[Records provided]

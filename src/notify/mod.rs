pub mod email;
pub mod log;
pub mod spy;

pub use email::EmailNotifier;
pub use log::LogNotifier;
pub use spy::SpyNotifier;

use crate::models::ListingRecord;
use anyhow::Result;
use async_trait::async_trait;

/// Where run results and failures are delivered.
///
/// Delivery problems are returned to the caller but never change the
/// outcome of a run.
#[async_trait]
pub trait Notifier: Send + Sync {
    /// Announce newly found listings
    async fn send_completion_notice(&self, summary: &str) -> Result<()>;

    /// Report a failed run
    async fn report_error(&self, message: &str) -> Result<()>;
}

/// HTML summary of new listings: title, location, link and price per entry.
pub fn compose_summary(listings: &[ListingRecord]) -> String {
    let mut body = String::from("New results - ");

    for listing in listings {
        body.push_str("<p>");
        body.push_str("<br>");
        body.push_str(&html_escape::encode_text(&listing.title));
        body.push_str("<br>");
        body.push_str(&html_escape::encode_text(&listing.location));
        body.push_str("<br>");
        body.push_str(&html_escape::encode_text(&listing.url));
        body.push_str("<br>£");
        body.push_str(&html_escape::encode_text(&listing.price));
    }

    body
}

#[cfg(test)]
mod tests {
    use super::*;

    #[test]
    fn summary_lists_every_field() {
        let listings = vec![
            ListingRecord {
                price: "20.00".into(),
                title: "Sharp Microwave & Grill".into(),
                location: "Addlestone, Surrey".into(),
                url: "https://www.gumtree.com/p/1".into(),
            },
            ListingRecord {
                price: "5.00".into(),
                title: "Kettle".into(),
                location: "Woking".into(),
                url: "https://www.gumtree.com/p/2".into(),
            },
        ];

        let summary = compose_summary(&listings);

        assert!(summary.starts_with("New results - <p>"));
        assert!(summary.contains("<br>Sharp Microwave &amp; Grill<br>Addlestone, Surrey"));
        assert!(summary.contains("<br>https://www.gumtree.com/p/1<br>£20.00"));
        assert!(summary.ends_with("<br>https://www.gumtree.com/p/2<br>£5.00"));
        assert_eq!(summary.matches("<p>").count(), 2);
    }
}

[/Records provided]
[Records provided]

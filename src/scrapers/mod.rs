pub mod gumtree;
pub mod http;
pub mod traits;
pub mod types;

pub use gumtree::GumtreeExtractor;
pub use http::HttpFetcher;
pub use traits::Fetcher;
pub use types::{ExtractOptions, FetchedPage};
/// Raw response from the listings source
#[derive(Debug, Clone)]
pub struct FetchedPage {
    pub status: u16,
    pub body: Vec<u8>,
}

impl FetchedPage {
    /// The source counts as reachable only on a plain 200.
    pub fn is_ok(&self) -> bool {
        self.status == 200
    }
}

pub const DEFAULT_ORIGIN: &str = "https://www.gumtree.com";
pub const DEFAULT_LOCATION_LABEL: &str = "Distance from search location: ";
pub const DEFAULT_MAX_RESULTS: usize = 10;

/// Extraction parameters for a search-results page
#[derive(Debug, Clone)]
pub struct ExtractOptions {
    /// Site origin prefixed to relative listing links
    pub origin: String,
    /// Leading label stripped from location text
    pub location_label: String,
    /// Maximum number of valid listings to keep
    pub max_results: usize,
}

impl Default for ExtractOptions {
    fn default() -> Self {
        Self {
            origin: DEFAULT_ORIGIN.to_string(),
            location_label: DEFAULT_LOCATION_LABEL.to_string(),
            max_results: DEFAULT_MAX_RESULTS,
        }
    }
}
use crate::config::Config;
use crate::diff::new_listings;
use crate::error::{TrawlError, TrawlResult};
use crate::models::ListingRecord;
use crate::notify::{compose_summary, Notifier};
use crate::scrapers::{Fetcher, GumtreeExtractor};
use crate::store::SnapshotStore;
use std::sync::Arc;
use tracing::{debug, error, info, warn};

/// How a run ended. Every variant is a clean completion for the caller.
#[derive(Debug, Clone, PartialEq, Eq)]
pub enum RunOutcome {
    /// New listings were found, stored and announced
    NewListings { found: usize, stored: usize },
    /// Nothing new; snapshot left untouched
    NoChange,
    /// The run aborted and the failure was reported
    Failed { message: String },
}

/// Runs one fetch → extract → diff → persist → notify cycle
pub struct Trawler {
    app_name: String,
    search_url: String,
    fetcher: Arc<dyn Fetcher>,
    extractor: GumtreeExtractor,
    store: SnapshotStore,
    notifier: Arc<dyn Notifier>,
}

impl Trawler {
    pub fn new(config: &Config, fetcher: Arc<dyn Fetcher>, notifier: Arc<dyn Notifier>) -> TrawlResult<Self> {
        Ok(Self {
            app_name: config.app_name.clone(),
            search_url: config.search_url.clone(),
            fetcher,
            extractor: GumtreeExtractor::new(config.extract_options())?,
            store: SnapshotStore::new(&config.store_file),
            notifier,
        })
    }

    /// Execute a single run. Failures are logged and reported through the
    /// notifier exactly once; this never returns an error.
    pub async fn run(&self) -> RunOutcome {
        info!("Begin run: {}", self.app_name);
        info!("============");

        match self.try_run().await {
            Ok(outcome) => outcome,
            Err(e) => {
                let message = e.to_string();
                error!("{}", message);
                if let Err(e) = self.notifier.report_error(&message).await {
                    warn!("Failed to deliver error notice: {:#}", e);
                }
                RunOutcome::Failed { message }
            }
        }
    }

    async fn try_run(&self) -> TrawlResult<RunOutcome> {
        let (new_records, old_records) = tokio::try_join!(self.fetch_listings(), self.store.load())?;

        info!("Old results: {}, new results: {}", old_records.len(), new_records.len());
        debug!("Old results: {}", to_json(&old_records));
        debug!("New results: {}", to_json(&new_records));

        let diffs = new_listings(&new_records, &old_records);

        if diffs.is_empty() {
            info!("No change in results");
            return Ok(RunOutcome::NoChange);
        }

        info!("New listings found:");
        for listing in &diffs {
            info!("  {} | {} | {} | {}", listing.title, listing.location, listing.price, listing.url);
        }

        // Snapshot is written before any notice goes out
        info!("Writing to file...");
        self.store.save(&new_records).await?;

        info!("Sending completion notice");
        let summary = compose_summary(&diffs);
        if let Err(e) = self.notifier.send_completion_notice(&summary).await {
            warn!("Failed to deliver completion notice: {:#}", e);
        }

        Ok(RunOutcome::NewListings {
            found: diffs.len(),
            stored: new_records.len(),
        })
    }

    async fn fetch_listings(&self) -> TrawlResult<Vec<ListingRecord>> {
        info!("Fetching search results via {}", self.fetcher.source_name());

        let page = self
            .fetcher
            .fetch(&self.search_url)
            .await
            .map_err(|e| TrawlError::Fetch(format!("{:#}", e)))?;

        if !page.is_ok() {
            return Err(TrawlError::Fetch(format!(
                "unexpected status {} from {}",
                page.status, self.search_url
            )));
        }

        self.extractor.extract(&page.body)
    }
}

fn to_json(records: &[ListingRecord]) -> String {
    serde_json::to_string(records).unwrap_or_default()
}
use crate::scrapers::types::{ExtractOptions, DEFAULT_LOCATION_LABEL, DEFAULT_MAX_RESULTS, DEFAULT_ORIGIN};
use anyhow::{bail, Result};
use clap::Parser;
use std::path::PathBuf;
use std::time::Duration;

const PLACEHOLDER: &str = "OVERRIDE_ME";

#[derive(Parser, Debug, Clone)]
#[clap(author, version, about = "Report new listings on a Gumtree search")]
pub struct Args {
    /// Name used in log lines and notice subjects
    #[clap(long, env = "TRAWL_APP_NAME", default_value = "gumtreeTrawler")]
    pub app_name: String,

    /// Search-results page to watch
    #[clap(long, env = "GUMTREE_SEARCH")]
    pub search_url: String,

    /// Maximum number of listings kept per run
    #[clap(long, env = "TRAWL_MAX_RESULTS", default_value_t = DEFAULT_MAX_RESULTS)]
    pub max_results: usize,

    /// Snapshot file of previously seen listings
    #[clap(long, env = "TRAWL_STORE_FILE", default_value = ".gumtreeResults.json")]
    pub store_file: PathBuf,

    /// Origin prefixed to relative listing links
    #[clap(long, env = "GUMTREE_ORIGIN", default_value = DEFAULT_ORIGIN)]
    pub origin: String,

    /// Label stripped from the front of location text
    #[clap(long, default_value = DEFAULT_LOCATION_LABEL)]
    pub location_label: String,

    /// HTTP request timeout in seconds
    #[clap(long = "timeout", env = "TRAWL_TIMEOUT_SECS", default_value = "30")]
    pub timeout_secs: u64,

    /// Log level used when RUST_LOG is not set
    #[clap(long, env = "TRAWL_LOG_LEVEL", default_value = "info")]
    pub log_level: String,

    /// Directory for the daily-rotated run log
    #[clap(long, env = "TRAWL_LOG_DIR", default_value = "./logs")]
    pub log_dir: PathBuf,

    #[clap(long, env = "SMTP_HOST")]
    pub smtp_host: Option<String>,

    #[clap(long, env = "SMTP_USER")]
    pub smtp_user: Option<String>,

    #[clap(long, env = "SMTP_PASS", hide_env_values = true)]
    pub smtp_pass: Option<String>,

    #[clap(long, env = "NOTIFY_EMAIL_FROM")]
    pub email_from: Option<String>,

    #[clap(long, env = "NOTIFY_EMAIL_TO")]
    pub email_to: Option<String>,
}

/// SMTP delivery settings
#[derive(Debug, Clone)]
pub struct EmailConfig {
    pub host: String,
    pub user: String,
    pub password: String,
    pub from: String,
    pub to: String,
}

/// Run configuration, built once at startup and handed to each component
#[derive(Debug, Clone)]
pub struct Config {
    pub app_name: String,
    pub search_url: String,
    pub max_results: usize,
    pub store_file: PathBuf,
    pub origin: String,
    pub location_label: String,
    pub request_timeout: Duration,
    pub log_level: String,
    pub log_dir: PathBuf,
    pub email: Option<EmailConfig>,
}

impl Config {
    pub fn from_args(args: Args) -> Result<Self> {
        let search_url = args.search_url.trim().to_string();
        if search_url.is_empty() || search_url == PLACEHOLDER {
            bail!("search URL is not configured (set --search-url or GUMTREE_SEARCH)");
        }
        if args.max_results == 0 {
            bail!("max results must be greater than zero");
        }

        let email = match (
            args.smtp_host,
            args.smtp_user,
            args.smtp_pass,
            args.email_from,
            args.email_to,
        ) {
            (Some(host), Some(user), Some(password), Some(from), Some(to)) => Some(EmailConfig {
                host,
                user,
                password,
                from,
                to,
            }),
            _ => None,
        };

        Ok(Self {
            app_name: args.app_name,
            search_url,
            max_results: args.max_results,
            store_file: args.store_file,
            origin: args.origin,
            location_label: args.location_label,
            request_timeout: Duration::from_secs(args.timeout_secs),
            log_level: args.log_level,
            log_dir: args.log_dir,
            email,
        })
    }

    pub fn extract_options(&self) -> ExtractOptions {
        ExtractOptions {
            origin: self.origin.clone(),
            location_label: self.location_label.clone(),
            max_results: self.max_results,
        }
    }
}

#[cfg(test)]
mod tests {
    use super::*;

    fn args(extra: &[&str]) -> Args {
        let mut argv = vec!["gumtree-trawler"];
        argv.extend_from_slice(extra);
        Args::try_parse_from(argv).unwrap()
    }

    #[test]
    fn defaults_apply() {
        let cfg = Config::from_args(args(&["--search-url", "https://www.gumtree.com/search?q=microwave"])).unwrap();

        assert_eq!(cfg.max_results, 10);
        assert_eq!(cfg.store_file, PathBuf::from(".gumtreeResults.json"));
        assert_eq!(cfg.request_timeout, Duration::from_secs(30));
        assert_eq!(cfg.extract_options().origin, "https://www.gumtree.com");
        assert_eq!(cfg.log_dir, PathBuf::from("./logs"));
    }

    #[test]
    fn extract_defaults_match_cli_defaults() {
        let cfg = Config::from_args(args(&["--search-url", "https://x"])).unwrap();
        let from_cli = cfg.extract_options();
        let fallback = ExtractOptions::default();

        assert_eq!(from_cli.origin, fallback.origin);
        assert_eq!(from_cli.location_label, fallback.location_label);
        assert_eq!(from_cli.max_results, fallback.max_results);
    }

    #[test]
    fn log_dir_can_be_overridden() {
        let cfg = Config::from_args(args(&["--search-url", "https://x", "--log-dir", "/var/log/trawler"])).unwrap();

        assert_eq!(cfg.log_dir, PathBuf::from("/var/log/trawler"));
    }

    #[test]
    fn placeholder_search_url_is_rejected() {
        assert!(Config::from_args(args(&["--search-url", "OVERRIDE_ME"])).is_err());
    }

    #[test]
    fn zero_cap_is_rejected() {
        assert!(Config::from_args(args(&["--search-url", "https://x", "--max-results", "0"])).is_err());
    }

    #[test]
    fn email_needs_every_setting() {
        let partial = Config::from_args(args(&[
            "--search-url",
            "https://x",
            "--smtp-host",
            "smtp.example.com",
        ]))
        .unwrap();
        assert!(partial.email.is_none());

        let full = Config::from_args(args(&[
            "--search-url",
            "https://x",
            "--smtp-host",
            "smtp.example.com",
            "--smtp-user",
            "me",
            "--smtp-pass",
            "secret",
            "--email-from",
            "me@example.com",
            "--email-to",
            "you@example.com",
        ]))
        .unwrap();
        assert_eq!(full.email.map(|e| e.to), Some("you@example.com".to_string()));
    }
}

[/Records provided]
[Records provided]

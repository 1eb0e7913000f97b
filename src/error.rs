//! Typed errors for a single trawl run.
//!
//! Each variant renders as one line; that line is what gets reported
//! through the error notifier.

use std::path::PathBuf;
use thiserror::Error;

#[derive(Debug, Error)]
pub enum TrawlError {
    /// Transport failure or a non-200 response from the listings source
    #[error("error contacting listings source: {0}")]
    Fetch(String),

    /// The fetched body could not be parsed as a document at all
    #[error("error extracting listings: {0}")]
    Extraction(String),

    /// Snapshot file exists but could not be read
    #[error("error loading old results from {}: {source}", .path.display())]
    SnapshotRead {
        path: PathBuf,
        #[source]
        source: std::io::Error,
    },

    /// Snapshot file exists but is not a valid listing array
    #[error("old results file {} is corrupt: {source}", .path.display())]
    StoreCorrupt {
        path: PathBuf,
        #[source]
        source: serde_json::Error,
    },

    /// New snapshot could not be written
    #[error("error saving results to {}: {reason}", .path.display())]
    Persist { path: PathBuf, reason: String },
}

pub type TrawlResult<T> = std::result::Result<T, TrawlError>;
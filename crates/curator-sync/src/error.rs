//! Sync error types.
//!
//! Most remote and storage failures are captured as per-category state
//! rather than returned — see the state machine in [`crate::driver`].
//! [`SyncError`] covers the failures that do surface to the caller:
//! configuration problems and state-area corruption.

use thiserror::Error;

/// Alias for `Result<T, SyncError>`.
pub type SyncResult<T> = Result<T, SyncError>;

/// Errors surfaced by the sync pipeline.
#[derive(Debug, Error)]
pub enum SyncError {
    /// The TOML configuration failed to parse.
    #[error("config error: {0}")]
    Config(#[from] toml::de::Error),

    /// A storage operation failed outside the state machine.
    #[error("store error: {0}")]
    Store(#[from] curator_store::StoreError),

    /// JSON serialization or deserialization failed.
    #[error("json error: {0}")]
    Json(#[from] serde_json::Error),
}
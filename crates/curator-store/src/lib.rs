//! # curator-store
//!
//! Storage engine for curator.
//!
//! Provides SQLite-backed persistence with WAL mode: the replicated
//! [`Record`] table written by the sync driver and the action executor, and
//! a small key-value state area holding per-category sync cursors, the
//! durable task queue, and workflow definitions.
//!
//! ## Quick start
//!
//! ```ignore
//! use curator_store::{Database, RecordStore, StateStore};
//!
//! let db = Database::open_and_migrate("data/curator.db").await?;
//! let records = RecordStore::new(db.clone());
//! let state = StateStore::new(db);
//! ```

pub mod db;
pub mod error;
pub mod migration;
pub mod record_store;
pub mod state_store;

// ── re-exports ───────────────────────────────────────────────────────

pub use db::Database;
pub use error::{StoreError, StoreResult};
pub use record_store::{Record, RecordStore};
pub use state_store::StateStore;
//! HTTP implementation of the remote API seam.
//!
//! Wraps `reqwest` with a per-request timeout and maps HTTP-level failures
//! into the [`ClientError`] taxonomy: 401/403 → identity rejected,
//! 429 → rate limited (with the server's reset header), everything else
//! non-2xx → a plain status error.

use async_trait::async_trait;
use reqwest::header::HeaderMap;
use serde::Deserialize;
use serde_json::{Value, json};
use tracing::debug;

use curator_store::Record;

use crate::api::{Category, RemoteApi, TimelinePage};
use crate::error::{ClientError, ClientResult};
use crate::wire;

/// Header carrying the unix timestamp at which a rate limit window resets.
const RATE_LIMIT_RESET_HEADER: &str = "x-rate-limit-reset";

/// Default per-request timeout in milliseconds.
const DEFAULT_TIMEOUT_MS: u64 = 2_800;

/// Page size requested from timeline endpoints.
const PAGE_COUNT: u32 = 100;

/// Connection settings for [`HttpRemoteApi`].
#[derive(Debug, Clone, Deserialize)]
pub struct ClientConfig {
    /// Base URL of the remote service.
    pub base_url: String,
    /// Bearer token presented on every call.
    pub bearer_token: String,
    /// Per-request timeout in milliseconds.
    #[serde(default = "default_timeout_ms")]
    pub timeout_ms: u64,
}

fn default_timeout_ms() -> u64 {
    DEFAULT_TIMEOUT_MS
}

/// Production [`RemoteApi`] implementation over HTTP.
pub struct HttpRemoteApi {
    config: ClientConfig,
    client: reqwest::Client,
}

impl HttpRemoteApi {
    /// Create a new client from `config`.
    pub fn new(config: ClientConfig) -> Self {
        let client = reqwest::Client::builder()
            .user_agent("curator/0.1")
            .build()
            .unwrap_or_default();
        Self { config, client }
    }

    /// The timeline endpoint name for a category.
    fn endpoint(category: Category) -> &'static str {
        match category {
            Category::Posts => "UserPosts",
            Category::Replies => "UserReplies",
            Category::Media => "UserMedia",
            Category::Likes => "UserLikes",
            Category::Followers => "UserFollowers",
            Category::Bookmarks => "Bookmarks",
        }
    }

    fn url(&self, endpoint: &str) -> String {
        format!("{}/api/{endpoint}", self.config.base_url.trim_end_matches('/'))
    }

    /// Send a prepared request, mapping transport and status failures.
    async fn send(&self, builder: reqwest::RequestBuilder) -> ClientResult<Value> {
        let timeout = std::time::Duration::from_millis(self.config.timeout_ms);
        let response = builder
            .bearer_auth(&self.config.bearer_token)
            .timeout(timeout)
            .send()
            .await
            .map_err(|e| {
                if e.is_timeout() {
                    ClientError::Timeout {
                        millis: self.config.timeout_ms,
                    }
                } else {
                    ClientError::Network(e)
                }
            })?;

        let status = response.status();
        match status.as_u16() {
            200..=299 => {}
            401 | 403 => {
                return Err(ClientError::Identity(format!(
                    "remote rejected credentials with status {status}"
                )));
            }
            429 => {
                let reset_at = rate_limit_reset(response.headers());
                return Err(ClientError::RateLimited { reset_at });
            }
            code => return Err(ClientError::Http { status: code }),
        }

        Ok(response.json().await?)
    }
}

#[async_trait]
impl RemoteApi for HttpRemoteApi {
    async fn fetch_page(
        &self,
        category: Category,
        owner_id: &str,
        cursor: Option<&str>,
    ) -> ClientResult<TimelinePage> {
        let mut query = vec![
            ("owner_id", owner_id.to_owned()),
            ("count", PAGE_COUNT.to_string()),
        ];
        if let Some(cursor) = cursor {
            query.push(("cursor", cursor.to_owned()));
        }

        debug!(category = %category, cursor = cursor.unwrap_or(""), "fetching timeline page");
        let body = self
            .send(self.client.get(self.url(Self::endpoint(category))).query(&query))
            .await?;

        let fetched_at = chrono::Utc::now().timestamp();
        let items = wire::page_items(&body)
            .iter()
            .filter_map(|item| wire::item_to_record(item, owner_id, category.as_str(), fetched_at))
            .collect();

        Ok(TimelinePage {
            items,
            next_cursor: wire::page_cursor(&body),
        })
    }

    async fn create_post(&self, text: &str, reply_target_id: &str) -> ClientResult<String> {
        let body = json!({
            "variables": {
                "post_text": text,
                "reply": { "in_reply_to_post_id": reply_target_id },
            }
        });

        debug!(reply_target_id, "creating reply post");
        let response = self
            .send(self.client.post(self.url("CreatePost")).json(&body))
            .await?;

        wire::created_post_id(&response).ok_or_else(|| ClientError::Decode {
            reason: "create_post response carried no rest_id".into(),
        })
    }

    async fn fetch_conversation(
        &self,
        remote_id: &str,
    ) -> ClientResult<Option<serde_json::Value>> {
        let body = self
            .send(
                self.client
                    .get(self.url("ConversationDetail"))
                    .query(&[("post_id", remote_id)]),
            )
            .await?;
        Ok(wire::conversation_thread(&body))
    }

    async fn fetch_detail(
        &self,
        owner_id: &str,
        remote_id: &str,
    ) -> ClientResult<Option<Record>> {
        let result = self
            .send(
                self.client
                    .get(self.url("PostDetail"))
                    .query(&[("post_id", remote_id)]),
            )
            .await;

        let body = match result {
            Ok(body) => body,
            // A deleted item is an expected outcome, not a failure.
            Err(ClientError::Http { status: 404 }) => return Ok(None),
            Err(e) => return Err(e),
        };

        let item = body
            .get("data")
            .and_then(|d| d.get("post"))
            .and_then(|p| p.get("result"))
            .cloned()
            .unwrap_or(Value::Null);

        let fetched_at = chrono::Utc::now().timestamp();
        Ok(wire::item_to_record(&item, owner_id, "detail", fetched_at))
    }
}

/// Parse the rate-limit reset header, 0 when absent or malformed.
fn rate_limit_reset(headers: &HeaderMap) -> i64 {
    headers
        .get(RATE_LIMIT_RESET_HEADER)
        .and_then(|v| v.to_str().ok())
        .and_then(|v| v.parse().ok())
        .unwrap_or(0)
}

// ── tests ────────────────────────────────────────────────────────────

[/Records provided]

Lines in the data that hold "variant" must be located and copied.

- _Exercise output_
/// How a run ended. Every variant is a clean completion for the caller.
//! Each variant renders as one line; that line is what gets reported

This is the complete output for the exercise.